IT BEGINS, AND ENDS, WITH the sea.
The North Atlantic surrounds this island, stretching to horizon, a living, limitless giant, a passage, a prison. It is generous, this sea, which birthed my island through glaciers, seeded it with life, and nurtured that life with its own bounty. It is treacherous, this sea, which mutilates my island, annihilates vessels, and reclaims the seeds it sowed. Nature’s contradiction: the sea. Matriarch and murderer.
On this clear day, the sea is a jeweled reflection of sky. Rippled aquamarine. Unparalleled beauty.

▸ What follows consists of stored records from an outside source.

//! FINS CLI - Personal finance analytics
//!
//! Usage:
//!   fins init                                 Initialize database
//!   fins import --file CSV --user U --kind K  Import expenses or incomes
//!   fins summary --user U                     Balance and last-30-day totals
//!   fins insights --user U                    Full financial-health report
//!   fins predict balance --user U --months 3  Forecast balance

mod cli;
mod commands;

#[cfg(test)]
mod tests;

use std::path::PathBuf;

use anyhow::Result;
use clap::Parser;
use fins_core::{models::LedgerKind, InsightEngine};
use tracing_subscriber::{fmt, prelude::*, EnvFilter};

use cli::*;

fn main() -> Result<()> {
    let cli = Cli::parse();

    // Priority: RUST_LOG env var > --verbose flag > default (info)
    let filter = if std::env::var("RUST_LOG").is_ok() {
        EnvFilter::from_default_env()
    } else if cli.verbose {
        EnvFilter::new("debug")
    } else {
        EnvFilter::new("info")
    };

    tracing_subscriber::registry()
        .with(filter)
        .with(fmt::layer().with_target(false).compact())
        .init();

    let options = EngineOptions {
        db: cli.db.clone(),
        no_encrypt: cli.no_encrypt,
        config: cli.config.clone(),
    };

    match cli.command {
        Commands::Init => commands::cmd_init(&cli.db, cli.no_encrypt),
        Commands::Status => commands::cmd_status(&cli.db, cli.no_encrypt),
        Commands::Profile { action } => {
            let db = commands::open_db(&cli.db, cli.no_encrypt)?;
            match action {
                ProfileAction::Set {
                    user,
                    balance,
                    salary,
                } => commands::cmd_profile_set(&db, &user, balance, salary),
                ProfileAction::Show { user } => commands::cmd_profile_show(&db, &user),
            }
        }
        Commands::Expense { action } => {
            let db = commands::open_db(&cli.db, cli.no_encrypt)?;
            commands::cmd_record(&db, LedgerKind::Expense, action)
        }
        Commands::Income { action } => {
            let db = commands::open_db(&cli.db, cli.no_encrypt)?;
            commands::cmd_record(&db, LedgerKind::Income, action)
        }
        Commands::Import { file, user, kind } => {
            let db = commands::open_db(&cli.db, cli.no_encrypt)?;
            commands::cmd_import(&db, &file, &user, &kind)
        }
        Commands::Summary { user, json } => {
            let db = commands::open_db(&cli.db, cli.no_encrypt)?;
            commands::cmd_summary(&db, &user, json)
        }
        Commands::Ledger { user, limit } => {
            let db = commands::open_db(&cli.db, cli.no_encrypt)?;
            let config = commands::load_config(cli.config.as_deref())?;
            commands::cmd_ledger(&db, &user, limit, &config)
        }
        Commands::Predict { action } => with_engine(&options, |engine| match action {
            PredictAction::Balance { user, months, json } => {
                commands::cmd_predict_balance(engine, &user, months, json)
            }
            PredictAction::Savings { user, json } => {
                commands::cmd_predict_savings(engine, &user, json)
            }
        }),
        Commands::Risk { user, json } => {
            with_engine(&options, |engine| commands::cmd_risk(engine, &user, json))
        }
        Commands::Expenses { user, json } => {
            with_engine(&options, |engine| commands::cmd_expenses(engine, &user, json))
        }
        Commands::Insights { user, json } => {
            with_engine(&options, |engine| commands::cmd_insights(engine, &user, json))
        }
        Commands::Health { user, json } => {
            with_engine(&options, |engine| commands::cmd_health(engine, &user, json))
        }
    }
}

/// What an analysis command needs to build its engine
struct EngineOptions {
    db: PathBuf,
    no_encrypt: bool,
    config: Option<PathBuf>,
}

/// Open the database, load the analytics config and run one analysis command
fn with_engine(
    options: &EngineOptions,
    run: impl FnOnce(&InsightEngine<'_>) -> Result<()>,
) -> Result<()> {
    let db = commands::open_db(&options.db, options.no_encrypt)?;
    let config = commands::load_config(options.config.as_deref())?;
    run(&InsightEngine::new(&db, config))
}
//! Error types for FINS

use thiserror::Error;

#[derive(Error, Debug)]
pub enum Error {
    #[error("Database error: {0}")]
    Database(#[from] rusqlite::Error),

    #[error("Database pool error: {0}")]
    Pool(#[from] r2d2::Error),

    #[error("Encryption error: {0}")]
    Encryption(String),

    #[error("CSV parsing error: {0}")]
    Csv(#[from] csv::Error),

    #[error("IO error: {0}")]
    Io(#[from] std::io::Error),

    #[error("Import error: {0}")]
    Import(String),

    #[error("Configuration error: {0}")]
    Config(String),

    #[error("Invalid data: {0}")]
    InvalidData(String),

    #[error("Not found: {0}")]
    NotFound(String),

    /// The ledger is empty or too sparse for the requested analysis
    #[error("Insufficient data: {0}")]
    InsufficientData(String),

    /// The forecasting collaborator failed
    #[error("Forecast failed: {0}")]
    Forecast(String),

    /// Unexpected failure inside an analysis operation (details are logged)
    #[error("Internal error during {0}")]
    Internal(String),
}

impl Error {
    /// Errors the caller can act on, surfaced unchanged at the analysis boundary
    pub fn is_caller_visible(&self) -> bool {
        matches!(
            self,
            Error::InsufficientData(_)
                | Error::InvalidData(_)
                | Error::NotFound(_)
                | Error::Forecast(_)
                | Error::Internal(_)
        )
    }
}

pub type Result<T> = std::result::Result<T, Error>;

#[cfg(test)]
mod tests {
    use super::*;

    #[test]
    fn test_caller_visible_errors() {
        assert!(Error::InsufficientData("empty".into()).is_caller_visible());
        assert!(Error::Forecast("boom".into()).is_caller_visible());
        assert!(!Error::Import("bad row".into()).is_caller_visible());
        assert!(!Error::Io(std::io::Error::other("disk")).is_caller_visible());
    }

    #[test]
    fn test_display() {
        let err = Error::InsufficientData("no ledger records for user alice".into());
        assert_eq!(
            err.to_string(),
            "Insufficient data: no ledger records for user alice"
        );
    }
}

A breeze whispers past, ushering me in. I am Kathleen Kerrigan: mother to Kevin, Clara and Jimmy; grandmother to Kate. Kathleen Kerrigan, who is long dead, yet still here. Am I the proverbial Newfoundlander who chose homeland over heaven? A trill of laughter—mine—floats on the zephyr. Heaven does not open its gates to women of my ilk.
The mystery of me reveals itself in time, every time. For now, I cast my eyes skyward, to the blinding white underbelly of a lone gull and soar with the gull as it keens and dips and alights atop the green gunwale of a yellow dory, its bow carving an easy trough through tomb of water. The oarsman, leaning in, stretching back, is my son, Kevin, just fourteen. With a wave of his oar, he banishes the avian scavenger, but me? I am ghost here, no more.
Kevin moves in cadence with creak of tholepin, whip of oar, slap of water against hull, all familiar rhythms to men whose lives depend upon their captor and benefactor, the sea. Any keen observer would say that this oarsman is boy, not man. True, but childhood is illusion if stomachs are growling. When men like my Alphonse braved the Great War, boys like our Kevin braved the sea.
The stench from the boat unmasks its cargo: hooks and twine and night crawlers and fish guts. In contrast, a hint of sweetness wafts from under the stern seat where a lunch pail crammed with bread and molasses sits—Kevin’s favourite—tucked as far as possible from the slimy oilskins that are rolled up, and squirming, in the bow. Yes, squirming. Tiny fingers emerge around the edge of the slippery garments and push them aside. A giggle alerts Kevin and he turns to see a little girl start to weave her way toward him. He gasps when her foot skitters through fish slime and she grasps at the gunwale.
I brace myself for the splash.
There it is. No, not a fish breaching.
Kevin jumps and scrambles from centre to bow, oars clattering in his wake, dory weaving like a buoy in a gale. He screams and strains and clutches at ribbons of brown hair that slither through water’s sheen. Face down in the sea, skirt ballooning, is Clara, his six-year-old sister.